When prepping for your interview, you need to understand the employer and its inner workings as much as possible before the interview. Even if you took time to research the employer prior, now is the time to go back and reread the Employer Research Strategies information. Take special note of the information that can be gained from the corporate annual report. Any candidate who has read the Letter to the Shareholders will be light-years ahead of the competition when it comes to interviewing. You will not only have a summary of the company's operations for the past year and plans for the year ahead, but you will also have access to all of the current lingo and buzzwords that are in play within the corporate corridors. Some companies will even present annual "themes" or areas of specific focus. Know what these are and you will score an instant hit with your interviewer. You will be viewed as a true insider for having access to (and using) information that less than 1 percent of interviewees are accessing—and far less than 1 percent of the entry level interviewees.

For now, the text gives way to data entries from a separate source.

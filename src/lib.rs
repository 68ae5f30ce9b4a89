pub mod config;
pub mod device;
pub mod display;
pub mod error;

use anyhow::{anyhow, Result};
use std::collections::HashMap;
use tokio::sync::broadcast::error::RecvError;
use tracing::{debug, info, warn};

use config::Config;
use device::{
    discover, vibration, ButtonId, ButtonState, DeviceEvent, DeviceManager, DeviceVariant,
    TouchEvent, TouchKind, PHYSICAL_BUTTONS,
};
use display::{renderer, TileRenderer};

/// Brightness change per knob detent, in percent
const BRIGHTNESS_STEP: i32 = 10;

/// Pick the port to open: the configured one, else the first discovered controller
pub fn select_device(config: &Config) -> Result<(String, DeviceVariant)> {
    if let Some(port) = &config.device.port {
        return Ok((port.clone(), config.device.variant));
    }

    let found = discover()?
        .into_iter()
        .next()
        .ok_or_else(|| anyhow!("No compatible device found"))?;
    info!("Found {} on {}", found.variant, found.port);
    Ok((found.port, found.variant))
}

/// Main application struct
pub struct App {
    device: DeviceManager,
    renderer: TileRenderer,
    /// Current brightness (0-100)
    brightness: u8,
    /// Tile currently lit by each active touch
    highlighted: HashMap<u8, usize>,
}

impl App {
    /// Create a new application instance
    pub async fn new(config: Config) -> Result<Self> {
        let (port, variant) = select_device(&config)?;
        let baud_rate = config.device.baud_rate.unwrap_or(variant.default_baud_rate());

        let device = DeviceManager::connect(port, baud_rate, variant, config.link_config()).await?;
        let mut renderer = TileRenderer::new(device.geometry())?;
        match display::find_font(config.display.font_path.as_deref()) {
            Ok(font) => {
                device.set_font(font.clone());
                renderer = renderer.with_font(font, config.display.show_labels);
            }
            Err(e) => warn!("Tiles drawn without labels: {}", e),
        }

        Ok(Self {
            device,
            renderer,
            brightness: config.device.brightness.min(100),
            highlighted: HashMap::new(),
        })
    }

    /// Run the main application loop
    pub async fn run(&mut self) -> Result<()> {
        let mut events = self.device.subscribe();
        self.render_initial_display().await;

        info!("Running - press Ctrl+C to exit");
        loop {
            match events.recv().await {
                Ok(event) => self.handle_event(event).await,
                Err(RecvError::Lagged(skipped)) => warn!("Dropped {} device events", skipped),
                Err(RecvError::Closed) => return Ok(()),
            }
        }
    }

    /// Close the connection
    pub async fn shutdown(&self) {
        info!("Shutting down...");
        self.device.close().await;
    }

    /// Brightness, tiles and button LEDs
    async fn render_initial_display(&self) {
        if let Err(e) = self.apply_brightness().await {
            warn!("Set brightness failed: {}", e);
        }

        for index in 0..self.renderer.tile_count() {
            self.draw_tile(index, false).await;
        }

        for button in PHYSICAL_BUTTONS {
            let (r, g, b) = renderer::button_color(button);
            if let Err(e) = self.device.set_button_color(button, r, g, b).await {
                warn!("Set color of {:?} failed: {}", button, e);
            }
        }
        info!("Initial display render complete");
    }

    async fn apply_brightness(&self) -> error::Result<()> {
        self.device
            .set_brightness(self.brightness as f64 / 100.0)
            .await
    }

    async fn draw_tile(&self, index: usize, highlighted: bool) {
        let result = match self.renderer.render(index, highlighted) {
            Ok(image) => self.device.draw_key(index, &image).await,
            Err(e) => Err(e),
        };
        if let Err(e) = result {
            warn!("Drawing tile {} failed: {}", index, e);
        }
    }

    async fn handle_event(&mut self, event: DeviceEvent) {
        match event {
            DeviceEvent::Connected { port } => {
                info!("Device connected on {}", port);
                self.highlighted.clear();
                self.render_initial_display().await;
            }
            DeviceEvent::Disconnected { port, reason } => match reason {
                Some(reason) => warn!("Device on {} disconnected: {}", port, reason),
                None => info!("Device on {} closed", port),
            },
            DeviceEvent::Button { id, state } => self.handle_button(id, state).await,
            DeviceEvent::Rotate { id, delta } => self.handle_rotate(id, delta).await,
            DeviceEvent::Touch(touch) => self.handle_touch(touch).await,
        }
    }

    async fn handle_button(&self, id: ButtonId, state: ButtonState) {
        info!("Button {:?} {:?}", id, state);
        if id.is_knob() {
            return;
        }

        let (r, g, b) = match state {
            ButtonState::Down => (255, 255, 255),
            ButtonState::Up => renderer::button_color(id),
        };
        if let Err(e) = self.device.set_button_color(id, r, g, b).await {
            warn!("Set color of {:?} failed: {}", id, e);
        }
    }

    async fn handle_rotate(&mut self, id: ButtonId, delta: i8) {
        debug!("Knob {:?} rotated by {}", id, delta);
        if id != ButtonId::KnobTopLeft {
            return;
        }

        let brightness = (self.brightness as i32 + delta as i32 * BRIGHTNESS_STEP).clamp(0, 100);
        if brightness as u8 == self.brightness {
            return;
        }
        self.brightness = brightness as u8;
        info!("Brightness {}%", self.brightness);
        if let Err(e) = self.apply_brightness().await {
            warn!("Set brightness failed: {}", e);
        }
    }

    async fn handle_touch(&mut self, touch: TouchEvent) {
        let id = touch.changed.id;
        debug!(
            "Touch {:?} {} on {} tile {:?} ({} active)",
            touch.kind,
            id,
            touch.changed.target.region,
            touch.changed.target.tile,
            touch.touches.len()
        );

        match touch.kind {
            TouchKind::Start | TouchKind::Move => {
                let tile = touch.changed.target.tile;
                let previous = self.highlighted.get(&id).copied();
                if tile == previous {
                    return;
                }
                if let Some(previous) = previous {
                    self.highlighted.remove(&id);
                    self.restore_tile(previous).await;
                }
                if let Some(tile) = tile {
                    self.highlighted.insert(id, tile);
                    self.draw_tile(tile, true).await;
                    if touch.kind == TouchKind::Start {
                        if let Err(e) = self.device.vibrate(vibration::DEFAULT).await {
                            warn!("Vibrate failed: {}", e);
                        }
                    }
                }
            }
            TouchKind::End => {
                if let Some(tile) = self.highlighted.remove(&id) {
                    self.restore_tile(tile).await;
                }
            }
        }
    }

    /// Redraw a tile unless another touch still holds it
    async fn restore_tile(&self, tile: usize) {
        if !self.highlighted.values().any(|t| *t == tile) {
            self.draw_tile(tile, false).await;
        }
    }
}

The very best thing you can do to prepare for an interview with a specific company is to interview someone who is already on the inside. There are two basic methods of finding this person. The first is to use your network. If the interview was the result of a network contact, call to offer your thanks for helping you set up the interview, then ask for assistance in preparing for the interview. If you don't have anyone on your first level who works at the company, ask your first-level contacts if they know anyone who is working there. The second alternative is to seek out an alum. Check with either the Career Center or the Alumni Office (or both) to find out if any former grads are working at the company. The ideal is an individual who went straight out of your college into the company—the more recent, the better.
If and when you have located this contact, call as far in advance of the interview as possible. Make sure you have done your homework so your contact doesn't have to give you all the laborious details you should already know going into the interview. Ask about the person (or persons) with whom you will be interviewing. Personality? Likes? Dislikes? Any hot buttons (good or bad)? Next, ask them about the company. What are the primary issues of focus within the company? Profitability? Quality control and improvement? Global markets? Finally, ask about the interview process. What are the typical steps in the process?
Note that the range of questions you can ask this person is far greater than what you can ask in the course of the interview. And it will give you insider information that can make you a standout in the interview.